PROBLEM>
Nothing but the lines from the one containing "the stdio server" through the one containing "an empty id", both included, should be given again, each exactly as written below.
** MATERIAL SHOWN follows **
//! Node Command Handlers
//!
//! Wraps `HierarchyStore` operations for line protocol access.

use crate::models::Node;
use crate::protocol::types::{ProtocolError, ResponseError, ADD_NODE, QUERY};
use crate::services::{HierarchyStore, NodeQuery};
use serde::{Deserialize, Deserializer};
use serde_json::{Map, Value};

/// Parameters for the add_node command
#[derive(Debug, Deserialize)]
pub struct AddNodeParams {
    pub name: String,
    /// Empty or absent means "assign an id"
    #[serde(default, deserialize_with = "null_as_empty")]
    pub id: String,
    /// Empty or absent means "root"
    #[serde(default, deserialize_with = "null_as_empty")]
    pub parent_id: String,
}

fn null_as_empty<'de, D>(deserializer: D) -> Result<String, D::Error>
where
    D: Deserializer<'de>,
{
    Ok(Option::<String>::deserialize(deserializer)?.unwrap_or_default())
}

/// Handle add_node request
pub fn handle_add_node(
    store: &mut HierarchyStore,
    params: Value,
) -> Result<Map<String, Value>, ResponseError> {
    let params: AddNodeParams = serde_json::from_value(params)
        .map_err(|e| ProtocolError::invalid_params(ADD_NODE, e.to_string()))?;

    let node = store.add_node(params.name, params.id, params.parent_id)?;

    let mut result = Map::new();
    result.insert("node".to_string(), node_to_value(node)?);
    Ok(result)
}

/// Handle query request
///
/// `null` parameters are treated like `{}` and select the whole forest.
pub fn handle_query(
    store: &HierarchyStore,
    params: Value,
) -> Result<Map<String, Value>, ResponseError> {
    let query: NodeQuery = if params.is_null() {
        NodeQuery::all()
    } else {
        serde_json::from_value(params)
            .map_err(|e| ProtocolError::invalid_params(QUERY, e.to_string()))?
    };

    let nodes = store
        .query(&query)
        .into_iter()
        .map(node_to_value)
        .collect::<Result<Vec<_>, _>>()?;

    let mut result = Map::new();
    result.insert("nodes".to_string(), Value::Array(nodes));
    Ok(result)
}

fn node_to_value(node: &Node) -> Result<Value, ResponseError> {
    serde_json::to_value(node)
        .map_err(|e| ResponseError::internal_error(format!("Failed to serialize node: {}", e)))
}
** End of MATERIAL SHOWN **
** MATERIAL SHOWN follows **
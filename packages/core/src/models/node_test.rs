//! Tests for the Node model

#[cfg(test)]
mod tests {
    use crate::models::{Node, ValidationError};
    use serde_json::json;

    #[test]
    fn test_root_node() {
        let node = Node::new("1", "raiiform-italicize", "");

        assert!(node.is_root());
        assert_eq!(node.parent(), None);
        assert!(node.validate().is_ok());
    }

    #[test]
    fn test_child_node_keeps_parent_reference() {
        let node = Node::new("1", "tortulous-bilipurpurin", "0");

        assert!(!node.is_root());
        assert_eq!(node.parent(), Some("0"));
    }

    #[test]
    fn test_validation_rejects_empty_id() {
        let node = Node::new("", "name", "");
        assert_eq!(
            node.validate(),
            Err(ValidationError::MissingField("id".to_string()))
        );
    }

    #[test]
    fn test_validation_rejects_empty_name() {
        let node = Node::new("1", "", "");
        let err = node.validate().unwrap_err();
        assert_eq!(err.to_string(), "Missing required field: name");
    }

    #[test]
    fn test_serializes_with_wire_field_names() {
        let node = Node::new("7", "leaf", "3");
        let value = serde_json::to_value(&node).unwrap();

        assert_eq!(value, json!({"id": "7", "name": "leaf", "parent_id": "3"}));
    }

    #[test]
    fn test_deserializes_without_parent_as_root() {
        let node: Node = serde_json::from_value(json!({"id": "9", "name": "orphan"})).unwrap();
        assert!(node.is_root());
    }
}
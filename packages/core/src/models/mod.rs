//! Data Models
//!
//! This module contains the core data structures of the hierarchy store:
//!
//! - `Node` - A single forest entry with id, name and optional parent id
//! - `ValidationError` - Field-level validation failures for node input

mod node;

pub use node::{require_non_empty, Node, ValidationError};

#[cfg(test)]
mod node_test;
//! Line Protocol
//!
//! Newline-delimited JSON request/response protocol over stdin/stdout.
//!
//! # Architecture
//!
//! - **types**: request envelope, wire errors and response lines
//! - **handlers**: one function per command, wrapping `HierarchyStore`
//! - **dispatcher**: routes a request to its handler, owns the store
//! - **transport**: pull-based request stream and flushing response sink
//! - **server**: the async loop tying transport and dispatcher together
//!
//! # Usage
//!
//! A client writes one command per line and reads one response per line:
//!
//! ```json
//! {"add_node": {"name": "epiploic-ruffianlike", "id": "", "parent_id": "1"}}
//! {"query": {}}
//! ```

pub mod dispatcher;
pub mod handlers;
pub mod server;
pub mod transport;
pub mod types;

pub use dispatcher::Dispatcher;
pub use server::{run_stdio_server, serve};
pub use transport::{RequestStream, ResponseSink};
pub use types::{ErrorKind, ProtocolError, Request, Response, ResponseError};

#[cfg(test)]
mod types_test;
** End of MATERIAL SHOWN **
** MATERIAL SHOWN follows **
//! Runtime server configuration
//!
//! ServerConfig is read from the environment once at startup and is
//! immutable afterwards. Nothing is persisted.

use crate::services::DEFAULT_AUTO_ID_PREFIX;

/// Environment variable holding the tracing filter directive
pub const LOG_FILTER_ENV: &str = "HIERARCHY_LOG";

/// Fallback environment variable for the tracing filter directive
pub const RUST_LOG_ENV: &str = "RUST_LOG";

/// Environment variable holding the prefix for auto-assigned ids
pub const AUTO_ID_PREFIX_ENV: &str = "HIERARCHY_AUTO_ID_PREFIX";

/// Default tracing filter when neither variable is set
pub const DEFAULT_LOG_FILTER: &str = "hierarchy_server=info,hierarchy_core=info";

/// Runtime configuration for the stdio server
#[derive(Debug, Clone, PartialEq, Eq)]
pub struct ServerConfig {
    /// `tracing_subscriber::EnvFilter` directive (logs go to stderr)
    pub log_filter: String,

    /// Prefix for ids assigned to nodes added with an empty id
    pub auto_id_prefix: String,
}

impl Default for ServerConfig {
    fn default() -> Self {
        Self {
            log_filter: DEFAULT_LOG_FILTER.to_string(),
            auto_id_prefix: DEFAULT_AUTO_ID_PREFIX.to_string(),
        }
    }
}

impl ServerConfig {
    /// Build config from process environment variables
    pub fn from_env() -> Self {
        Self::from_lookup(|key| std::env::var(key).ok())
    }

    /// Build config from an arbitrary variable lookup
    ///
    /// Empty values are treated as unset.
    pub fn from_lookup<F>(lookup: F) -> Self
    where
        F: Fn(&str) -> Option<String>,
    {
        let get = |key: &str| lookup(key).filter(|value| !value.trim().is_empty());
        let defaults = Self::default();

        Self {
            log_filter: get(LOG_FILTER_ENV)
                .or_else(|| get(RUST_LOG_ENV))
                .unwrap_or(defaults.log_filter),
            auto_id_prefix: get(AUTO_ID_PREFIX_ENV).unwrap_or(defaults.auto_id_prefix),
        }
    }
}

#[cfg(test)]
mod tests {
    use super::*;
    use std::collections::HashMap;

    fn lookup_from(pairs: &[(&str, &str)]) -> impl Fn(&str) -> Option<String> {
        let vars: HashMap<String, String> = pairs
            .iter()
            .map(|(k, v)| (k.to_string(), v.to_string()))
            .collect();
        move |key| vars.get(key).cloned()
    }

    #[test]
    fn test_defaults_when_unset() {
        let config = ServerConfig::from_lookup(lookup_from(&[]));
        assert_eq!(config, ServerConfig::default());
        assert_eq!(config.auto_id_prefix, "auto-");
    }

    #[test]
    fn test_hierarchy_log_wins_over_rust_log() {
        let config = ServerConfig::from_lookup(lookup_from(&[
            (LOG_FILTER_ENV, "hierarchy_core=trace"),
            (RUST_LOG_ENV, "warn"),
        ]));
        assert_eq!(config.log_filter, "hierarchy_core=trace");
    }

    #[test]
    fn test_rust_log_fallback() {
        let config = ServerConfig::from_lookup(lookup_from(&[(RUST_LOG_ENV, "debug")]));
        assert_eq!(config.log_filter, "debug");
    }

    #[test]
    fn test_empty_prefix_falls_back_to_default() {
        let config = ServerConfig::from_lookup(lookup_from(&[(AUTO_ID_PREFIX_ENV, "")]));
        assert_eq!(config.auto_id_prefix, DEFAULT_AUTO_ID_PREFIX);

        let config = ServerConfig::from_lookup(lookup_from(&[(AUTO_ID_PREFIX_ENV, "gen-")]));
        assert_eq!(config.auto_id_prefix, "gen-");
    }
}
** End of MATERIAL SHOWN **
SOLUTION TO THIS EXERCISE>
/// Runtime configuration for the stdio server
#[derive(Debug, Clone, PartialEq, Eq)]
pub struct ServerConfig {
    /// `tracing_subscriber::EnvFilter` directive (logs go to stderr)
    pub log_filter: String,

    /// Prefix for ids assigned to nodes added with an empty id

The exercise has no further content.